Mount Readmore Book Review, 2017 65/100

 258313

Fool’s Run By Patricia A. McKillip

Paperback edition

Finished on 7/9/2017

Goodreads

Description: Seven years ago, Terra Viridian obeyed a vision and killed 1,500 innocent people. She was sentenced to the Underworld prison. Now, a new age band, led by a psychic pianist and a masked woman called the Queen of Hearts, arrives at the prison to perform. And Terra’s vision is moving closer, changing all their lives forever.

Genres: Fantasy, Science Fiction, Old School SciFi, First Contact Story

Terra Viridian was the most dangerous person ever, until she was locked up in a prison space station. Haunted by mad dreams, she waits in the dark for the end of her visions.

Spoiler-tastic review

Patricia McKillip is more widely known for her work in the Fantasy Genre, but she wrote this book of sci fi thirty years ago. She is an author who uses hauntingly beautiful prose, colorful descriptions and unnerving events to tell her stories. She’s been one of my favorite authors, if not my favorite author, since I was very young. After reading this I wish she had written more sci fi, because this was very good.

This is the story of Terra Viridian, the mad woman who killed one thousand five hundred people using only a laser rifle; the Magician, a piano virtuoso who’s psychic visions makes him hard to bluff at poker; and the Queen of Hearts, a mysterious drummer who wears a mask of gold and only goes by her stage name. All the characters were fantastic, well drawn out. Even the minor characters had their delightful quirks, such as Quark the street urchin-turned-vocallist who swears in French and has a rainbow collection of fingernail polish.

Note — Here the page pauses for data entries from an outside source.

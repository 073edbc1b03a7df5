//! Bodies of the guest and delegate threads.

use std::panic::{self, AssertUnwindSafe};
use std::sync::mpsc as std_mpsc;
use std::sync::Arc;

use p2shim_bridge::{Bridge, ChannelEndpoint, Delegate, OperationHandler, Transport};
use p2shim_sys::{LogSink, MonotonicClock, RandomSource, Stdio, WallClock};
use p2shim_vfs::VirtualFileSystem;
use tokio::sync::mpsc;
use tracing::{debug, info, warn};

use crate::config::{SessionConfig, Topology};
use crate::error::Result;
use crate::host_transport::HostTransport;
use crate::loader::{GuestFailure, GuestLoader, GuestOutcome, HostImports, ModuleResolver};
use crate::message::{HostMessage, WorkerEvent, WorkerMessage, WorkerRole};

/// Sends events tagged with one role. Send failures mean the orchestrator
/// is gone; there is nobody left to tell.
#[derive(Clone)]
struct Reporter {
    role: WorkerRole,
    events: mpsc::UnboundedSender<WorkerEvent>,
}

impl Reporter {
    fn report(&self, message: WorkerMessage) {
        let _ = self.events.send(WorkerEvent {
            role: self.role,
            message,
        });
    }

    fn error(&self, message: impl std::fmt::Display) {
        self.report(WorkerMessage::Error {
            message: message.to_string(),
        });
    }
}

pub(crate) struct GuestWorker {
    pub(crate) config: SessionConfig,
    pub(crate) stdout: Arc<dyn LogSink>,
    pub(crate) stderr: Arc<dyn LogSink>,
    pub(crate) loader: Arc<dyn GuestLoader>,
    pub(crate) resolver: Arc<dyn ModuleResolver>,
    pub(crate) events: mpsc::UnboundedSender<WorkerEvent>,
    pub(crate) inbox: std_mpsc::Receiver<HostMessage>,
}

impl GuestWorker {
    pub(crate) fn run(self) {
        let GuestWorker {
            config,
            stdout,
            stderr,
            loader,
            resolver,
            events,
            inbox,
        } = self;
        let reporter = Reporter {
            role: WorkerRole::Guest,
            events: events.clone(),
        };
        reporter.report(WorkerMessage::Initialized);

        // No guest code runs before the start message arrives.
        let (memory, endpoint) = match inbox.recv() {
            Ok(HostMessage::Start { memory, endpoint }) => (memory, endpoint),
            Ok(HostMessage::Shutdown) | Err(_) => {
                debug!("Guest thread stopped before start");
                return;
            }
            Ok(other) => {
                reporter.error(format!("expected start message, got {:?}", other));
                return;
            }
        };

        let transport: Box<dyn Transport> = match (config.topology, endpoint) {
            (Topology::TwoThread, Some(ChannelEndpoint::Guest(port))) => Box::new(port),
            (Topology::HostDelegate, None) => Box::new(HostTransport::new(events, inbox)),
            (topology, endpoint) => {
                reporter.error(format!(
                    "start message for {} topology carried endpoint {:?}",
                    topology, endpoint
                ));
                return;
            }
        };
        let bridge = Bridge::new(memory, transport, config.bridge.clone());

        let imports = match build_imports(&config, bridge, stdout, stderr) {
            Ok(imports) => imports,
            Err(e) => {
                reporter.error(e);
                return;
            }
        };
        let mut exports = match loader.instantiate(resolver.as_ref(), imports) {
            Ok(exports) => exports,
            Err(e) => {
                reporter.error(e);
                return;
            }
        };
        reporter.report(WorkerMessage::Ready);

        let result = panic::catch_unwind(AssertUnwindSafe(|| exports.run()))
            .unwrap_or_else(|_| Err(GuestFailure::Trap("guest panicked".to_string())));
        let outcome = GuestOutcome::from_run(result);
        info!(success = outcome.is_success(), "Guest finished");
        reporter.report(WorkerMessage::Finished(outcome));
    }
}

fn build_imports(
    config: &SessionConfig,
    bridge: Bridge,
    stdout: Arc<dyn LogSink>,
    stderr: Arc<dyn LogSink>,
) -> Result<HostImports> {
    Ok(HostImports {
        environment: config.environment(),
        filesystem: VirtualFileSystem::from_snapshot(&config.filesystem, &config.cwd)?,
        stdio: Stdio::new(stdout, stderr),
        monotonic_clock: MonotonicClock::new(),
        wall_clock: WallClock::new(),
        random: RandomSource::new(),
        bridge,
    })
}

pub(crate) struct DelegateWorker {
    pub(crate) handler: Arc<dyn OperationHandler>,
    pub(crate) events: mpsc::UnboundedSender<WorkerEvent>,
    pub(crate) inbox: mpsc::UnboundedReceiver<HostMessage>,
}

impl DelegateWorker {
    pub(crate) fn run(self) {
        let DelegateWorker {
            handler,
            events,
            mut inbox,
        } = self;
        let reporter = Reporter {
            role: WorkerRole::Delegate,
            events,
        };

        let runtime = match tokio::runtime::Builder::new_current_thread()
            .enable_time()
            .build()
        {
            Ok(runtime) => runtime,
            Err(e) => {
                reporter.error(format!("failed to start async runtime: {}", e));
                return;
            }
        };
        reporter.report(WorkerMessage::Initialized);

        runtime.block_on(async move {
            let (memory, endpoint) = match inbox.recv().await {
                Some(HostMessage::Start { memory, endpoint }) => (memory, endpoint),
                Some(HostMessage::Shutdown) | None => {
                    debug!("Delegate thread stopped before start");
                    return;
                }
                Some(other) => {
                    reporter.error(format!("expected start message, got {:?}", other));
                    return;
                }
            };
            let port = match endpoint {
                Some(ChannelEndpoint::Delegate(port)) => port,
                other => {
                    reporter.error(format!("delegate started with endpoint {:?}", other));
                    return;
                }
            };

            let (requests, mailbox) = port.into_parts();
            let delegate = Delegate::new(memory, mailbox).with_handler(handler);
            reporter.report(WorkerMessage::Ready);
            // The orchestrator learns the outcome from the guest thread.
            drop(reporter);

            tokio::select! {
                _ = delegate.serve(requests) => {}
                _ = until_shutdown(&mut inbox) => {
                    debug!("Delegate thread shutting down");
                }
            }
        });
    }
}

async fn until_shutdown(inbox: &mut mpsc::UnboundedReceiver<HostMessage>) {
    loop {
        match inbox.recv().await {
            Some(HostMessage::Shutdown) | None => return,
            Some(other) => warn!(?other, "Unexpected message for running delegate"),
        }
    }
}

This book echoes the tale of Orpheus, the musician who charmed the god of death into letting his beloved free. The main characters are all musicians in a band together, and they get the gig of a lifetime to play in the Underworld, a space station prison. Everything goes horribly wrong when Terra stages a prison break during their concert, and the musicians lead her out of the Underworld.

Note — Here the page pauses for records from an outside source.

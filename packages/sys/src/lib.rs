//! # p2shim-sys
//!
//! The small, synchronous parts of the guest's system interface.
//!
//! ## Surface
//!
//! ```text
//! streams/   stdin, stdout, stderr and the handlers behind them
//! time/      monotonic and wall clocks
//! random/    secure random bytes
//! env/       arguments, environment variables, working directory
//! proc/      exit
//! ```
//!
//! Nothing here suspends, with one exception: timer and stream pollables are
//! created through a [`Bridge`](p2shim_bridge::Bridge), and blocking on them
//! waits for the delegate.

pub mod env;
pub mod proc;
pub mod random;
pub mod streams;
pub mod time;

pub use env::Environment;
pub use proc::{exit, exit_with_code, GuestExit};
pub use random::{RandomError, RandomSource};
pub use streams::{
    CaptureSink, ConsoleSink, EmptyInput, InputHandler, InputStream, LogOutput, LogSink,
    OutputChannel, OutputHandler, OutputStream, Stdio, TracingSink,
};
pub use time::{MonotonicClock, WallClock};
//! Guest exit.
//!
//! Exiting is reported as a value: a loader returns the [`GuestExit`] from
//! the guest's host call to unwind the guest, and the session reports the
//! code. Exit code 0 counts as success.

use thiserror::Error;

#[derive(Debug, Clone, Copy, PartialEq, Eq, Error)]
#[error("guest exited with code {code}")]
pub struct GuestExit {
    pub code: u8,
}

impl GuestExit {
    pub fn is_success(&self) -> bool {
        self.code == 0
    }
}

/// `exit(ok)` is code 0, `exit(err)` is code 1.
pub fn exit(status: Result<(), ()>) -> GuestExit {
    GuestExit {
        code: if status.is_ok() { 0 } else { 1 },
    }
}

pub fn exit_with_code(code: u8) -> GuestExit {
    GuestExit { code }
}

This was almost one of the best scifi books I’ve ever read. But I found this book’s ending to be unsatisfying. The creepy alien visions Terra has been following for the last seven years just kinda… ended. There was no resolution to that plot line, besides Terra’s untimely demise. The book was a slow starter, and the ending fell flat for me. Unfortunately I think endings can be one of McKillip’s weak points (to this day I have no idea how ‘The Sorceress and the Cygnet’ ends, and I’ve read that book three times).

If you’re in the mood for old school scifi with excellent characters and psychic visions, give this book a go. It’s long out of print by now, but you can find it cheap from your local used book store (like I did) or from Amazon.